Os narradores são quase todos femininos (a mãe, a colega lésbica, a amiga de infância), confundem-se e intrometem-se no discurso da narradora principal. Apenas os narradores de capítulo têm marcas discursivas muito fortes, seja a colega lésbica cujo pai esteve preso durante o fascismo, seja o irmão “não surdo” que tem um discurso corrosivo sobre a sua experiência em África e fala com a velocidade de uma uzi: “Já mamei as duas grades, não mamei e, daí em diante, a pessoa do costume, só que mais feliz, passando a mão cuidadosa no camuflado, gosto deste fatinho, e amarrando um lenço ao pescoço porque lhe faltava a gravata, interrogava em torno quando é que vamos aos pretos, numa das últimas saídas uma metralhadora pôs-lhe as tripas de fora.”
No entanto, no meio de tanto ruído de vozes que se sobrepõem e se obliteram (“se pudesse comunicar em quantas vozes a minha voz se dividia”), é nisto que Lobo Antunes consegue ser igual a si mesmo, e isso é tão bom, arrastando o leitor por uma cacofonia incómoda e depois confortando-o com imagens belíssimas: “No quarto de banho, em bicos de pés para diante, a estender o beiço ao vidro embaciado com uma toalha que prejudicava a nitidez, quando chove durante a noite não apenas um cheiro diferente, a casa diferente perdendo ecos e sons, a chuva entre no sono mudando o argumento dos sonhos, regressamos à superfície e damos conta das persianas, a certeza que nos chamam numa harpa de gotas e afundamo-nos de novo transportando um rastro de música connosco.”
E esta: “ - Como está o rim flutuante do seu sobrinho dona Alice? / a dona Alice com a almofada metade ao léu e metade no interior da fronha / - Uns dias melhor outros pior querem operá-lo de barriga aberta”. E só mais esta: “Morrer é quando há um espaço a mais na mesa afastando as cadeiras para disfarçar.”
Isto é Lobo Antunes em “piloto automático” e é (só) por isso que é bom.

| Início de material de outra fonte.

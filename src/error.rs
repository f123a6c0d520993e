//! Error taxonomy for the extraction pipeline
//!
//! Everything below the orchestrator signals a phase-scoped failure; the
//! orchestrator downgrades these to `RecordedError` entries on the result
//! document instead of failing the whole call.

use thiserror::Error;

/// Failures on the retrieval paths (static HTTP or browser render launch).
#[derive(Error, Debug)]
pub enum FetchError {
    #[error("Invalid URL '{0}': {1}")]
    InvalidUrl(String, String),

    #[error("Request failed: {0}")]
    Network(String),

    #[error("Non-success status code: {0}")]
    Status(u16),

    #[error("Request timed out after {0}s")]
    Timeout(u64),

    #[error("Browser render failed: {0}")]
    Render(String),
}

impl From<reqwest::Error> for FetchError {
    fn from(err: reqwest::Error) -> Self {
        if err.is_timeout() {
            FetchError::Timeout(0)
        } else if let Some(status) = err.status() {
            FetchError::Status(status.as_u16())
        } else {
            FetchError::Network(err.to_string())
        }
    }
}
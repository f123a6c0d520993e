//! Text normalization helpers used across extraction

/// Collapse all runs of whitespace to single spaces and trim the ends.
pub fn sanitize_text(text: &str) -> String {
    text.split_whitespace().collect::<Vec<_>>().join(" ")
}

/// Truncate `text` to at most `max_len` characters, appending an ellipsis
/// when anything was cut. Consumers detect truncation by comparing the
/// returned length against `max_len`.
pub fn truncate(text: &str, max_len: usize) -> String {
    if text.chars().count() <= max_len {
        return text.to_string();
    }
    let mut out: String = text.chars().take(max_len).collect();
    out.push_str("...");
    out
}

Por vezes, sente-se que o que aqui está em causa, nestes “estados de consciência”, é, apenas, a imagem pela imagem a assomar-se, a intrometer-se, a aludir ao passado, às ligações do corpo e da memória, mas, por vezes também, repetitiva, entediante, a arrastar as pantufas no quarto da escrita.
Conclusão: o leitor fiel reconhecerá neste romance o imaginário caro a Lobo Antunes e não ficará a perder. Mas ao leitor que ainda não provou deste arquipélago da insónia aconselha-se que comece em 1979 e não pare até ao Esplendor de Portugal. De facto, não é escritor assim quem quer, mas por ser Lobo Antunes não só se poderia exigir mais, mas também melhor.